Let-7i inhibits the malignant phenotype of osteosarcoma cells by targeting Aurora-B

Abstract

Our previous study indicated that Aurora-B is involved in osteosarcoma (OS) cell invasion and metastasis; however, the mechanism underlying Aurora-B overexpression in OS remains unknown. In the present study, significantly downregulated let-7i expression in OS tissues and OS cells was observed compared with that in normal adjacent tumorous tissues and human osteoblast cell lines. Bioinformatic predictions have revealed a conserved binding site in a microRNA locus on Aurora-B, suggesting the potential of let-7i targeting the Aurora-B gene.
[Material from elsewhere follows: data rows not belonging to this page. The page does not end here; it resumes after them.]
use std::fmt::Debug;

use chrono::{DateTime, Utc};
use log::*;

use crate::{
    db::traits::{InsertOrderResult, RecordStore},
    ne_api::{
        errors::{IntakeError, OrderIntakeError},
        order_objects::IntakeSummary,
    },
    traits::{OrderSource, SourceHealth, SourceOrder},
    validation::build_order_record,
};

/// `IntakeApi` records every non-cancelled order reported by the order source, exactly once.
pub struct IntakeApi<S, R> {
    source: S,
    store: R,
}

impl<S, R> Debug for IntakeApi<S, R> {
    fn fmt(&self, f: &mut std::fmt::Formatter<'_>) -> std::fmt::Result {
        write!(f, "IntakeApi")
    }
}

#[derive(Debug, Clone, Copy, PartialEq, Eq)]
enum OrderOutcome {
    Inserted,
    AlreadyRecorded,
    Cancelled,
}

impl<S, R> IntakeApi<S, R> {
    pub fn new(source: S, store: R) -> Self {
        Self { source, store }
    }

    pub fn source(&self) -> &S {
        &self.source
    }

    pub fn store(&self) -> &R {
        &self.store
    }
}

impl<S, R> IntakeApi<S, R>
where
    S: OrderSource,
    R: RecordStore,
{
    /// Runs one intake pass over every order updated at or after `cutoff` in the given marketplaces.
    ///
    /// The run is abandoned without writing anything if the source is unhealthy or the order listing fails; the next
    /// scheduled run covers the same window again. Once orders have been listed, a failure on one order (fetching its
    /// items, validating it or storing it) is logged and counted, and the remaining orders are still processed.
    pub async fn run_intake(
        &self,
        cutoff: DateTime<Utc>,
        marketplace_ids: &[String],
    ) -> Result<IntakeSummary, IntakeError> {
        let health = self.source.health().await.map_err(|e| IntakeError::SourceUnavailable(e.to_string()))?;
        if let SourceHealth::Unhealthy(reason) = health {
            error!("📥️ The order source looks to be down ({reason}). Skipping this run.");
            return Err(IntakeError::SourceUnavailable(reason));
        }
        let orders = self.source.orders_updated_since(cutoff, marketplace_ids).await?;
        let mut summary = IntakeSummary { received: orders.len(), ..Default::default() };
        if orders.is_empty() {
            info!("📥️ No orders updated since {cutoff}");
            return Ok(summary);
        }
        info!("📥️ {} orders updated since {cutoff}", orders.len());
        for order in &orders {
            match self.process_order(order).await {
                Ok(OrderOutcome::Inserted) => summary.inserted += 1,
                Ok(OrderOutcome::AlreadyRecorded) => summary.duplicates += 1,
                Ok(OrderOutcome::Cancelled) => summary.cancelled += 1,
                Err(e) => {
                    error!("📥️ Could not record order {}. {e}", order.order_id);
                    summary.failed += 1;
                },
            }
        }
        info!("📥️ Intake complete. {summary}");
        Ok(summary)
    }

    async fn process_order(&self, order: &SourceOrder) -> Result<OrderOutcome, OrderIntakeError> {
        if order.status.is_cancelled() {
            debug!("📥️ Order {} is cancelled. Ignoring it.", order.order_id);
            return Ok(OrderOutcome::Cancelled);
        }
        let items = self.source.order_items(&order.order_id).await?;
        let record = build_order_record(order, &items)?;
        match self.store.insert_if_absent(record).await? {
            InsertOrderResult::Inserted(id) => {
                info!("📥️ New order {id} recorded");
                Ok(OrderOutcome::Inserted)
            },
            InsertOrderResult::AlreadyExists(id) => {
                debug!("📥️ Order {id} was already recorded. Skipping insert.");
                Ok(OrderOutcome::AlreadyRecorded)
            },
        }
    }
}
To validate this, a luciferase reporter assay was performed on OS cells. The results indicated that Aurora-B is a likely to be a direct target negatively regulated by let-7i. The expression of let-7i in OS cells was restored by infection with let-7i mimics. Results revealed that Aurora-B mRNA and protein expression levels were significantly decreased. Furthermore, the proliferation, migration and invasion abilities of OS cells were significantly suppressed by infection with let-7i mimics. Notably, the inhibitory effect of silencing Aurora-B by LV-shAurora-B on cell proliferation, migratory and invasive ability was significantly lower than that by let-7i mimics, which indicated that let-7i inhibits cell malignant phenotypes partially by targeting Aurora-B in OS cells. All data suggested that let-7i may be a novel potential target for OS treatment.